# Panagia Soumela (lady Of Mann)



## MANX 1

Hello could anyone tell me what route the PANAGIA SOUMELA (ex LADY OF MANN) is currently operating in Greece or is she laid up?


----------



## eddyw

Apparently still laid up at Alexandroupolis.
http://media.shipspotting.com/uploa...PANAGIA+SOUMELA,+NONA+MARY+and+SAMOTHRAKI.JPG
Photo taken April 2010


----------



## Manxman 52

eddyw said:


> Apparently still laid up at Alexandroupolis.
> http://media.shipspotting.com/uploa...PANAGIA+SOUMELA,+NONA+MARY+and+SAMOTHRAKI.JPG
> Photo taken April 2010


Good photograph, the ships look shoddy could do with a paint job! Is that an ex Townsend Thoresen outboard and if so any ideas which one she is?


----------



## duquesa

*Panagia Soumela*

Samothraki is the ex Viking Voyager and Pride of Cherbourg.


----------



## Stevie B

duquesa said:


> Samothraki is the ex Viking Voyager and Pride of Cherbourg.


Thought the Pride of Cherbourg had another deck put in it ???


----------



## Manxman 52

Stevie B said:


> Thought the Pride of Cherbourg had another deck put in it ???


This is the history of MV Samothraki:


Barlovento (2000-2005) - Lineas Fred. Olsen
Banaderos (1994-2000) - Lineas Fred. Olsen
Pride of Cherbourg II (1994) - P&O European Ferries
Pride Of Cherbourg (1989-1994) - P&O European Ferries
Viking Voyager (1987-1989) - P&O European Ferries
Viking Voyager (1975-1987) - Townsend Thoresen European Ferries

Former owners Fred Olsen & Co. (1994-2005)
P&O European Ferries (1987-1994)
Townsend-Thoresen European Ferries (1975-1987)


----------



## duquesa

*Panagia Soumela*

Sorry, no idea about decks being put in or removed. The Viking Viscount is also out there as the Vitsentsos Kornaros of L.A.N.E Lines. Spent many boring hours on her!


----------



## Hawkeye

Stevie B said:


> Thought the Pride of Cherbourg had another deck put in it ???

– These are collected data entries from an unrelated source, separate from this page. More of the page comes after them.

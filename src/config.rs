use color_eyre::{eyre::eyre, Result};
use serde::Deserialize;
use std::net::SocketAddr;
use std::path::{Path, PathBuf};
use url::Url;

use crate::worker::{PrecacheManifest, DEFAULT_CACHE_VERSION, DEFAULT_OFFLINE_PAGE};

#[derive(Debug, Clone, Deserialize)]
#[serde(default)]
pub struct Config {
  /// Origin of the application the worker sits in front of
  pub origin: String,
  /// Cache store name; bump on every manifest or policy change
  pub cache_version: String,
  pub precache: Vec<String>,
  pub offline_page: String,
  /// Activate right after install instead of waiting
  pub skip_waiting: bool,
  /// Address the proxy listens on
  pub listen: SocketAddr,
  /// Cache database path (defaults to the user data directory)
  pub database: Option<PathBuf>,
  pub network: NetworkConfig,
}

#[derive(Debug, Clone, Deserialize)]
#[serde(default)]
pub struct NetworkConfig {
  pub timeout_secs: u64,
  pub user_agent: String,
}

impl Default for Config {
  fn default() -> Self {
    let manifest = PrecacheManifest::default();
    Self {
      origin: "http://127.0.0.1:8000".to_string(),
      cache_version: DEFAULT_CACHE_VERSION.to_string(),
      precache: manifest.urls().to_vec(),
      offline_page: DEFAULT_OFFLINE_PAGE.to_string(),
      skip_waiting: true,
      listen: SocketAddr::from(([127, 0, 0, 1], 8787)),
      database: None,
      network: NetworkConfig::default(),
    }
  }
}

impl Default for NetworkConfig {
  fn default() -> Self {
    Self {
      timeout_secs: 30,
      user_agent: concat!("dossier-offline/", env!("CARGO_PKG_VERSION")).to_string(),
    }
  }
}

impl Config {
  /// Load configuration from file.
  ///
  /// Search order:
  /// 1. Explicit path if provided
  /// 2. ./dossier-offline.yaml (current directory)
  /// 3. $XDG_CONFIG_HOME/dossier-offline/config.yaml
  ///
  /// Without any file the built-in defaults are used.
  pub fn load(explicit_path: Option<&Path>) -> Result<Self> {
    let path = if let Some(p) = explicit_path {
      if p.exists() {
        Some(p.to_path_buf())
      } else {
        return Err(eyre!("Config file not found: {}", p.display()));
      }
    } else {
      Self::find_config_file()
    };

    let config = match path {
      Some(p) => Self::load_from_path(&p)?,
      None => Self::default(),
    };

    config.validate()?;
    Ok(config)
  }

  fn find_config_file() -> Option<PathBuf> {
    // Check current directory
    let local = PathBuf::from("dossier-offline.yaml");
    if local.exists() {
      return Some(local);
    }

    // Check XDG config directory
    if let Some(config_dir) = dirs::config_dir() {
      let xdg_path = config_dir.join("dossier-offline").join("config.yaml");
      if xdg_path.exists() {
        return Some(xdg_path);
      }
    }

    None
  }

  fn load_from_path(path: &Path) -> Result<Self> {
    let contents = std::fs::read_to_string(path)
      .map_err(|e| eyre!("Failed to read config file {}: {}", path.display(), e))?;

    Self::parse(&contents)
      .map_err(|e| eyre!("Failed to parse config file {}: {}", path.display(), e))
  }

  fn parse(contents: &str) -> Result<Self> {
    Ok(serde_yaml::from_str(contents)?)
  }

  pub fn validate(&self) -> Result<()> {
    self.origin_url()?;
    self.manifest()?;
    if self.cache_version.trim().is_empty() {
      return Err(eyre!("cache_version must not be empty"));
    }
    Ok(())
  }

  /// The application origin, which is also the worker's scope.
  pub fn origin_url(&self) -> Result<Url> {
    let url =
      Url::parse(&self.origin).map_err(|e| eyre!("Invalid origin '{}': {}", self.origin, e))?;

    match url.scheme() {
      "http" | "https" => Ok(url),
      scheme => Err(eyre!(
        "Invalid origin '{}': unsupported scheme {}",
        self.origin,
        scheme
      )),
    }
  }

  pub fn manifest(&self) -> Result<PrecacheManifest> {
    PrecacheManifest::new(self.precache.iter().cloned(), self.offline_page.clone())
      .map_err(|e| eyre!("{}", e))
  }
}

#[cfg(test)]
mod tests {
  use super::*;

  #[test]
  fn test_empty_file_uses_defaults() {
    let config = Config::parse("{}").unwrap();
    assert_eq!(config.cache_version, "dossier-pwa-v1");
    assert_eq!(config.precache.len(), 4);
    assert_eq!(config.offline_page, "/offline/");
    assert!(config.skip_waiting);
    assert_eq!(config.network.timeout_secs, 30);
    config.validate().unwrap();
  }

  #[test]
  fn test_partial_override() {
    let config = Config::parse(
      r#"
origin: https://dossier.example
cache_version: dossier-pwa-v2
listen: 0.0.0.0:9000
network:
  timeout_secs: 5
"#,
    )
    .unwrap();

    assert_eq!(config.origin_url().unwrap().as_str(), "https://dossier.example/");
    assert_eq!(config.cache_version, "dossier-pwa-v2");
    assert_eq!(config.listen.port(), 9000);
    assert_eq!(config.network.timeout_secs, 5);
    assert!(config.network.user_agent.starts_with("dossier-offline/"));
  }

  #[test]
  fn test_offline_page_must_be_precached() {
    let config = Config::parse(
      r#"
precache:
  - /static/manifest.json
offline_page: /offline/
"#,
    )
    .unwrap();
    assert!(config.validate().is_err());
  }

  #[test]
  fn test_origin_must_be_http() {
    let config = Config {
      origin: "ftp://dossier.example".to_string(),
      ..Config::default()
    };
    assert!(config.origin_url().is_err());

    let config = Config {
      origin: "not a url".to_string(),
      ..Config::default()
    };
    assert!(config.validate().is_err());
  }

  #[test]
  fn test_missing_explicit_path_is_an_error() {
    let dir = tempfile::tempdir().unwrap();
    let err = Config::load(Some(dir.path().join("nope.yaml").as_path())).unwrap_err();
    assert!(err.to_string().contains("Config file not found"));
  }

  #[test]
  fn test_load_from_file() {
    let dir = tempfile::tempdir().unwrap();
    let path = dir.path().join("config.yaml");
    std::fs::write(&path, "cache_version: dossier-pwa-v3\n").unwrap();

    let config = Config::load(Some(path.as_path())).unwrap();
    assert_eq!(config.cache_version, "dossier-pwa-v3");
  }
}
//! The offline cache worker: install, activate and fetch handlers.
//!
//! Policy, in short:
//! - install: fetch every manifest URL and store all of them in the
//!   version-named store, or none of them
//! - activate: drop every store whose name is not the current version
//! - fetch: network first; on network failure serve the exact cached request,
//!   then (navigations only) the offline page; otherwise fail
//!
//! Only install writes to the store. Fetch handling reads it and only after
//! the network attempt failed.

mod error;
mod manifest;

use futures::future::try_join_all;
use reqwest::Method;
use std::fmt;
use std::sync::Arc;
use tracing::{debug, info, warn};
use url::Url;

use crate::cache::{CacheStorage, RequestKey};
use crate::net::{Network, Request, Response};

pub use error::WorkerError;
pub use manifest::{PrecacheManifest, DEFAULT_CACHE_VERSION, DEFAULT_OFFLINE_PAGE};

/// Where a fetch response came from.
#[derive(Debug, Clone, Copy, PartialEq, Eq)]
pub enum ResponseSource {
  Network,
  /// Exact request found in the store after a network failure
  Cache,
  /// Navigation answered with the precached offline page
  OfflineFallback,
}

impl ResponseSource {
  pub fn as_str(&self) -> &'static str {
    match self {
      Self::Network => "network",
      Self::Cache => "cache",
      Self::OfflineFallback => "offline-fallback",
    }
  }
}

impl fmt::Display for ResponseSource {
  fn fmt(&self, f: &mut fmt::Formatter<'_>) -> fmt::Result {
    f.write_str(self.as_str())
  }
}

/// Result of handling a fetch event.
#[derive(Debug, Clone)]
pub enum FetchOutcome {
  /// Not intercepted; the host sends the request to the network untouched.
  Passthrough,
  Respond {
    response: Response,
    source: ResponseSource,
  },
}

/// What a successful install did, plus the signal for the host.
#[derive(Debug, Clone, PartialEq, Eq)]
pub struct InstallReport {
  pub cache_name: String,
  pub cached: usize,
  /// Ask the host to activate right away instead of waiting
  pub skip_waiting: bool,
}

#[derive(Debug, Clone, PartialEq, Eq)]
pub struct ActivateReport {
  pub cache_name: String,
  /// Stale stores that were removed
  pub deleted: Vec<String>,
  /// Ask the host to take control of already-open clients
  pub claim_clients: bool,
}

/// One version of the offline worker.
///
/// Owns its version tag, manifest and origin; the network and cache storage
/// are injected handles shared with the host.
pub struct OfflineWorker {
  version: String,
  scope: Url,
  manifest: PrecacheManifest,
  skip_waiting: bool,
  network: Arc<dyn Network>,
  storage: Arc<dyn CacheStorage>,
}

impl OfflineWorker {
  pub fn new(
    version: impl Into<String>,
    scope: Url,
    manifest: PrecacheManifest,
    network: Arc<dyn Network>,
    storage: Arc<dyn CacheStorage>,
  ) -> Self {
    Self {
      version: version.into(),
      scope,
      manifest,
      skip_waiting: true,
      network,
      storage,
    }
  }

  /// Whether install asks the host to skip the waiting phase (default: yes).
  pub fn with_skip_waiting(mut self, skip_waiting: bool) -> Self {
    self.skip_waiting = skip_waiting;
    self
  }

  pub fn version(&self) -> &str {
    &self.version
  }

  pub fn scope(&self) -> &Url {
    &self.scope
  }

  pub fn manifest(&self) -> &PrecacheManifest {
    &self.manifest
  }

  /// Populate the version-named store with every manifest asset.
  ///
  /// Fetches run concurrently. Any transport failure or non-2xx answer fails
  /// the whole install before anything is written.
  pub async fn install(&self) -> Result<InstallReport, WorkerError> {
    info!(version = %self.version, "install");

    self.storage.open(&self.version)?;

    let urls = self.manifest.resolve(&self.scope)?;
    let entries = try_join_all(urls.into_iter().map(|url| self.precache(url))).await?;

    self.storage.put_all(&self.version, &entries)?;
    info!(version = %self.version, cached = entries.len(), "precache complete");

    Ok(InstallReport {
      cache_name: self.version.clone(),
      cached: entries.len(),
      skip_waiting: self.skip_waiting,
    })
  }

  async fn precache(&self, url: Url) -> Result<(RequestKey, Response), WorkerError> {
    let request = Request::get(url);
    let response = self
      .network
      .fetch(&request)
      .await
      .map_err(|source| WorkerError::Precache {
        url: request.url.to_string(),
        source,
      })?;

    if !response.is_success() {
      return Err(WorkerError::PrecacheStatus {
        url: request.url.to_string(),
        status: response.status,
      });
    }

    debug!(url = %request.url, bytes = response.body.len(), "precached");
    Ok((RequestKey::for_request(&request), response))
  }

  /// Whether this version's store exists and holds every manifest asset.
  pub async fn is_installed(&self) -> Result<bool, WorkerError> {
    if !self.storage.has(&self.version)? {
      return Ok(false);
    }
    for url in self.manifest.resolve(&self.scope)? {
      if self
        .storage
        .match_request(&self.version, &RequestKey::get(&url))?
        .is_none()
      {
        return Ok(false);
      }
    }
    Ok(true)
  }

  /// Delete every store that does not belong to this version.
  ///
  /// Fails with [`WorkerError::NotInstalled`] before touching anything when
  /// this version's own store is not complete.
  pub async fn activate(&self) -> Result<ActivateReport, WorkerError> {
    info!(version = %self.version, "activate");

    if !self.is_installed().await? {
      return Err(WorkerError::NotInstalled {
        version: self.version.clone(),
      });
    }

    let mut deleted = Vec::new();
    for name in self.storage.keys()? {
      if name != self.version && self.storage.delete(&name)? {
        info!(cache = %name, "deleted stale cache");
        deleted.push(name);
      }
    }

    Ok(ActivateReport {
      cache_name: self.version.clone(),
      deleted,
      claim_clients: true,
    })
  }

  /// Network-first handling of one intercepted request.
  pub async fn handle_fetch(&self, request: &Request) -> Result<FetchOutcome, WorkerError> {
    if request.method != Method::GET {
      debug!(method = %request.method, url = %request.url, "not intercepting non-GET");
      return Ok(FetchOutcome::Passthrough);
    }
    if request.url.origin() != self.scope.origin() {
      debug!(url = %request.url, "not intercepting cross-origin");
      return Ok(FetchOutcome::Passthrough);
    }

    let error = match self.network.fetch(request).await {
      Ok(response) => {
        return Ok(FetchOutcome::Respond {
          response,
          source: ResponseSource::Network,
        })
      }
      Err(e) => e,
    };

    warn!(url = %request.url, error = %error, "network failed, trying cache");

    let key = RequestKey::for_request(request);
    if let Some(cached) = self.storage.match_request(&self.version, &key)? {
      debug!(url = %request.url, cached_at = %cached.cached_at, "serving cached response");
      return Ok(FetchOutcome::Respond {
        response: cached.response,
        source: ResponseSource::Cache,
      });
    }

    if request.is_navigation() {
      let offline = RequestKey::get(&self.manifest.offline_url(&self.scope)?);
      if let Some(cached) = self.storage.match_request(&self.version, &offline)? {
        info!(url = %request.url, "serving offline page");
        return Ok(FetchOutcome::Respond {
          response: cached.response,
          source: ResponseSource::OfflineFallback,
        });
      }
    }

    Err(WorkerError::Network(error))
  }
}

The Viking Valiant & Viking Venturer were the two ships with the extra deck put in. They were renamed Pride of Hampshire & Pride of Le Harve. The unconverted sisters were renamed Pride of Cherbourg & Pride of Winchester. When these two ships were sold, the Hampshire & the Le Harve (i) were transferred to the Cherbourg route and were replaced by the two Olau twins which became the Pride of Portsmouth & Pride of Le Harve (ii). The first Le Harve was then renamed Pride of Cherbourg. These two ships have recently been scrapped at Alang. 
Just to confuse matters, there was a third Pride of Cherbourg. She was the former Isle of Innisfree, now the Kaitaki, sailing in New Zealand.


----------



## Manxman 52

*MV Lady of Mann*

I thought I would put up some pictures of the Lady in her hey day and one of her now what a difference a few years make (Sad)


----------



## hsc viking

What does the future hold for her. Does anyone know?

Thanks


----------



## duquesa

*Panagia Soumela*

Probably either scrap or she will disappear into the Black Sea where a few much older North European ferries are still staggering around ie. Sochi ~ Trabzon


----------



## MANX 1

I am afraid the future may be bleak for the grand old Lady, http://finance.groups.yahoo.com/group/FerriesofSouthernEurope/message/20203. Wouldn't it be brilliant if a Group was formed to save her from the scrapyard?
Ryan


----------



## Hawkeye

MANX 1 said:


> I am afraid the future may be bleak for the grand old Lady, http://finance.groups.yahoo.com/group/FerriesofSouthernEurope/message/20203. Wouldn't it be brilliant if a Group was formed to save her from the scrapyard?
> Ryan


They tired that with the Manxman. And look what happened with her.


----------



## MANX 1

I know, I just dream of seeing the LADY, at least back in 2005 condition.


----------



## kev36630

any updates on the lady (panagia soumela) ? is she active again??


----------